● **Your assignment**
Pick out each line in these entries that contains the string "TranslationRequest".

● **Available records**
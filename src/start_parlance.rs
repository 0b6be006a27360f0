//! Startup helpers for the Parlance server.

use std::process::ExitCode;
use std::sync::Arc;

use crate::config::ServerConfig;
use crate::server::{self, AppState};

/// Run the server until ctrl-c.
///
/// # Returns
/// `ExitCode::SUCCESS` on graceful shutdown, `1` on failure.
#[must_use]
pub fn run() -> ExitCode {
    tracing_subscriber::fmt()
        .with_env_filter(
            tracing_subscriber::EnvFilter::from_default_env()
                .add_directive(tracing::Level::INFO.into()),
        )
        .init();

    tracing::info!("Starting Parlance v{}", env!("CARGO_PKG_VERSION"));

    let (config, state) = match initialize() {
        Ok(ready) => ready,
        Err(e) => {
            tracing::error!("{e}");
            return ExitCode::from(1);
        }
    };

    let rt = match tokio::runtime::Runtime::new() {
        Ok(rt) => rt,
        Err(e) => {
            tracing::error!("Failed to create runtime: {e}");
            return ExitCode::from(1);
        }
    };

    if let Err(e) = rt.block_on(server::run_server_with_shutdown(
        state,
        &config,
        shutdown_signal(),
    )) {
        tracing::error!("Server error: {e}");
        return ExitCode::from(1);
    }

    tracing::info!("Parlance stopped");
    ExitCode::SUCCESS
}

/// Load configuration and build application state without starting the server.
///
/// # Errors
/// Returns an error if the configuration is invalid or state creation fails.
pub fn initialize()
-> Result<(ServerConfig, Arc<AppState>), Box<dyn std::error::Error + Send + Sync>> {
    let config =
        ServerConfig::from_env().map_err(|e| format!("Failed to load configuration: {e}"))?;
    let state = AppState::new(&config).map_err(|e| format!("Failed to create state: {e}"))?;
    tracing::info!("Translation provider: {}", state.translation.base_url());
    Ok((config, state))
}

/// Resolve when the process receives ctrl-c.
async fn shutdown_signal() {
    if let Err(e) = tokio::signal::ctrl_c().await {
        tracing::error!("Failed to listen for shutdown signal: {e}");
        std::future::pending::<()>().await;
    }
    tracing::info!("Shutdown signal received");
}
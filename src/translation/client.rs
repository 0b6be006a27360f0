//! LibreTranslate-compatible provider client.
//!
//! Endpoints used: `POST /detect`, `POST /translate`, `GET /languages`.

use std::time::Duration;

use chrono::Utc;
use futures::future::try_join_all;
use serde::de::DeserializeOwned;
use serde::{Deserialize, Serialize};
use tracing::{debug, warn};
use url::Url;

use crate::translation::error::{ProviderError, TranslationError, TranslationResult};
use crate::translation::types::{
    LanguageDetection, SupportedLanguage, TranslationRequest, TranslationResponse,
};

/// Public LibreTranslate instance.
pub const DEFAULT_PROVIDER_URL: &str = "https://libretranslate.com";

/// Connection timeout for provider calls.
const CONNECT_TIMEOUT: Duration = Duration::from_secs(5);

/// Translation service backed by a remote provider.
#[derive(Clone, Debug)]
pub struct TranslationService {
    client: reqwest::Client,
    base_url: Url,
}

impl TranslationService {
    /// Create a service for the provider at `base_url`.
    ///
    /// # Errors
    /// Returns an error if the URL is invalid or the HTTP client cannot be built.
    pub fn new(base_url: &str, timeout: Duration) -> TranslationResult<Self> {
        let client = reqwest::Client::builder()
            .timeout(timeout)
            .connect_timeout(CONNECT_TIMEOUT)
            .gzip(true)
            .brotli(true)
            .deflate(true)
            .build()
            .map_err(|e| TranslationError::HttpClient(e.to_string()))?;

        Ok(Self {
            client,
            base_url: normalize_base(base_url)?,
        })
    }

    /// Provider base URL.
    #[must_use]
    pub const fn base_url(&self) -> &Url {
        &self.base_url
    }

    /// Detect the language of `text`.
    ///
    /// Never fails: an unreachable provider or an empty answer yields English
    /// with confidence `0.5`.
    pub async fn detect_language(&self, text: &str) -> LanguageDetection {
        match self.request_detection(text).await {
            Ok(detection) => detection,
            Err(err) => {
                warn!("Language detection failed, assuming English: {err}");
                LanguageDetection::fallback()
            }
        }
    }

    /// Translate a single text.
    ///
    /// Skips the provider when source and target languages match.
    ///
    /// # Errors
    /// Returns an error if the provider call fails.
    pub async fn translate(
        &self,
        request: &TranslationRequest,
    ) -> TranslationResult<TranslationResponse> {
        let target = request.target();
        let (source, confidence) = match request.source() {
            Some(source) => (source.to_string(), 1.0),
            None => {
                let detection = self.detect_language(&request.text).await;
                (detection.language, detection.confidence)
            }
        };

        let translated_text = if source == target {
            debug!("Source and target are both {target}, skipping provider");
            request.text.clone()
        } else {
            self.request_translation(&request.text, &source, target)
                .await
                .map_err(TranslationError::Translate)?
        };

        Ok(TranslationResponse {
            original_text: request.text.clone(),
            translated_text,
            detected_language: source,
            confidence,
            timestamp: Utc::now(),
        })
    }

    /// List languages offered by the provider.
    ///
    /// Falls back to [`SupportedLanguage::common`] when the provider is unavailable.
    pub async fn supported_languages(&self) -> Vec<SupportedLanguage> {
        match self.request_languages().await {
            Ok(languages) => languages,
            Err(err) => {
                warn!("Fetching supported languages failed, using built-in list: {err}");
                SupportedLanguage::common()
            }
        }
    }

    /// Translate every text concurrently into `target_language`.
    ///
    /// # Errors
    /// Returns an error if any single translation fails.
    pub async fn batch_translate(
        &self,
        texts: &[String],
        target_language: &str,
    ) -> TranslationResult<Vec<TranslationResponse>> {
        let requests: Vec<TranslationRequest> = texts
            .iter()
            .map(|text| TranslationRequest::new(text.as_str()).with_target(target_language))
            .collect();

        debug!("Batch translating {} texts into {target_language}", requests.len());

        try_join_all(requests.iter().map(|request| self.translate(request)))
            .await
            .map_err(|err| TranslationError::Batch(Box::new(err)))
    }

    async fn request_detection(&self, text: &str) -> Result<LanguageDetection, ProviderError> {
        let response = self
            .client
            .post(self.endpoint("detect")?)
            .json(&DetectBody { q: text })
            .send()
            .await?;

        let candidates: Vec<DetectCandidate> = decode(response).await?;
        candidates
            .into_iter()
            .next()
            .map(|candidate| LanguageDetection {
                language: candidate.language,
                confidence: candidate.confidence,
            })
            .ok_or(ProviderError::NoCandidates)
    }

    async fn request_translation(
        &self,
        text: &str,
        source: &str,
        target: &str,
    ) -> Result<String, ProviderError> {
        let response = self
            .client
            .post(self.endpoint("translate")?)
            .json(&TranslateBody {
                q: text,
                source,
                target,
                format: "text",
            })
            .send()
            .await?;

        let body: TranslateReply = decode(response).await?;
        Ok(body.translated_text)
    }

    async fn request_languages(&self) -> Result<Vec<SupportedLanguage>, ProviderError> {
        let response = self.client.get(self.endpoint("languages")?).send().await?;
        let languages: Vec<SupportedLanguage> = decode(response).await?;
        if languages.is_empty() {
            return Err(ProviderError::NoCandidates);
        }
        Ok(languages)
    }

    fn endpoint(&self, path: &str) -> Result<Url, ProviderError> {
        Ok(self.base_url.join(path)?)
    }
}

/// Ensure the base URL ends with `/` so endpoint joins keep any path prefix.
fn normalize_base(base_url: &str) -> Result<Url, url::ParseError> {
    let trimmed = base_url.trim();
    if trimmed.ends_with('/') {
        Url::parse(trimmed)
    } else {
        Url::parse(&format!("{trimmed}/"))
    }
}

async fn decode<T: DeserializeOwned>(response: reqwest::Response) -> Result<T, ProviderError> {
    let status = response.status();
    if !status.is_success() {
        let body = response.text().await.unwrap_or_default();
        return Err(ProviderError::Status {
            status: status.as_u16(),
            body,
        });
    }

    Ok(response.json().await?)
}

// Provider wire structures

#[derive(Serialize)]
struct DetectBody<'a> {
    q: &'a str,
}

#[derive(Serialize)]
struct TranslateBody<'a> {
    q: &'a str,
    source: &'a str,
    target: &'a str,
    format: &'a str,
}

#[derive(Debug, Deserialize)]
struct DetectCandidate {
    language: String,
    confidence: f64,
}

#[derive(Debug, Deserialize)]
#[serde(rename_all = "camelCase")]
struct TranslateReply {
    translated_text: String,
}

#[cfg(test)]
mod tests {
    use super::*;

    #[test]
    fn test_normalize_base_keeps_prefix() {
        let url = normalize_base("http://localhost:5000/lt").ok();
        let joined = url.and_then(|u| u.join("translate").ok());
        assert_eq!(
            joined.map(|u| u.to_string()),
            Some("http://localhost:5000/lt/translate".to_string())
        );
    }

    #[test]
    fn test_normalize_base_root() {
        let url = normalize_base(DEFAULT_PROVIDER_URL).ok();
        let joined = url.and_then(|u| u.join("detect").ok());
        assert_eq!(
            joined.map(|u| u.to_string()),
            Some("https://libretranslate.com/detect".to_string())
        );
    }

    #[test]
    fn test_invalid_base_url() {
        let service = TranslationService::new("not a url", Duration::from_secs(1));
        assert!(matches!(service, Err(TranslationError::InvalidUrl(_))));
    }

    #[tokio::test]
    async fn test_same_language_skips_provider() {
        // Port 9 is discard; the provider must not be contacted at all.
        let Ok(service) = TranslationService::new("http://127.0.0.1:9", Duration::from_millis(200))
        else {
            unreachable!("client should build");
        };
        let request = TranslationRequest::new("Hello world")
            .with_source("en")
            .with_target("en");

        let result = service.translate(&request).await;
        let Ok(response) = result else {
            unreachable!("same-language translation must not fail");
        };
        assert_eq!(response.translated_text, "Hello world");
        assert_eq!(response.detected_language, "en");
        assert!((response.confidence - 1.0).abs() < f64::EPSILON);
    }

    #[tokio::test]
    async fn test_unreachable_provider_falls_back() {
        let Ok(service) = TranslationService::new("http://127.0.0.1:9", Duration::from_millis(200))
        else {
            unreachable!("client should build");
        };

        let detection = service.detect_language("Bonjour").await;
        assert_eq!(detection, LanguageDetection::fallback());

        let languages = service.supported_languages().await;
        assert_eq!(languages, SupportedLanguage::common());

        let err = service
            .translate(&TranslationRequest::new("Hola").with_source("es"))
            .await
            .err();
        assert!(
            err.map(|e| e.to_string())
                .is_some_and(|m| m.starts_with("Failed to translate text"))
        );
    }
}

==

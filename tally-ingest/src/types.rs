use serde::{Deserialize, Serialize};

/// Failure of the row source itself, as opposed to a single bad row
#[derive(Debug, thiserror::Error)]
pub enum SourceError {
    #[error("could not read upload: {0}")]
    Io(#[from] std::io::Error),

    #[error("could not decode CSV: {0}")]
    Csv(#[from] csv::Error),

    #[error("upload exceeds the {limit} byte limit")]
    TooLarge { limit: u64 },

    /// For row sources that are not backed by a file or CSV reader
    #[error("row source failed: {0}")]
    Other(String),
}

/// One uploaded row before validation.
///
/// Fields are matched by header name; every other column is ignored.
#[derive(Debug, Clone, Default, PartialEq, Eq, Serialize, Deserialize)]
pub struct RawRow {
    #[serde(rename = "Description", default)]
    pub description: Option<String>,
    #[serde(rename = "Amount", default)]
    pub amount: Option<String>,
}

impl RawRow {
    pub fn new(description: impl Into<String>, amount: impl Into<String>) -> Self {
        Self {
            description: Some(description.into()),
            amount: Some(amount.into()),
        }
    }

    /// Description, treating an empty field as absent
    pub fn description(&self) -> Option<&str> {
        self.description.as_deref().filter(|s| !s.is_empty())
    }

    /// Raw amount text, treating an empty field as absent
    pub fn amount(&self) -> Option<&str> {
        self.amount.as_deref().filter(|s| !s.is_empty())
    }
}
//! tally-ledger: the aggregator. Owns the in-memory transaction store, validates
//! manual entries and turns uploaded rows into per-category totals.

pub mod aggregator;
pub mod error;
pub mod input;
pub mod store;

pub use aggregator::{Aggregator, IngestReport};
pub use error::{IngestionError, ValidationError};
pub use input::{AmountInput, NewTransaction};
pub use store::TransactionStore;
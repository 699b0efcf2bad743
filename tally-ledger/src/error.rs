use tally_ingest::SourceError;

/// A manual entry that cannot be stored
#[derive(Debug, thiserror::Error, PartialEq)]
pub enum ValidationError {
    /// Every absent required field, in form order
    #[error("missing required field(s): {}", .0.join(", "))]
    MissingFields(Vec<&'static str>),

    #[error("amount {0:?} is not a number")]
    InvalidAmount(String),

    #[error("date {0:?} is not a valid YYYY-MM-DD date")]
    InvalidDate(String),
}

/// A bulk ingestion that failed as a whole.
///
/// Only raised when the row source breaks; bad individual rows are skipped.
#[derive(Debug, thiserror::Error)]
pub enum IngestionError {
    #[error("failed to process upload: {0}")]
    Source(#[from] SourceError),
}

● **Exercise response**
    LanguageDetection, SupportedLanguage, TranslationRequest, TranslationResponse,
        request: &TranslationRequest,
        let requests: Vec<TranslationRequest> = texts
            .map(|text| TranslationRequest::new(text.as_str()).with_target(target_language))
        let request = TranslationRequest::new("Hello world")
            .translate(&TranslationRequest::new("Hola").with_source("es"))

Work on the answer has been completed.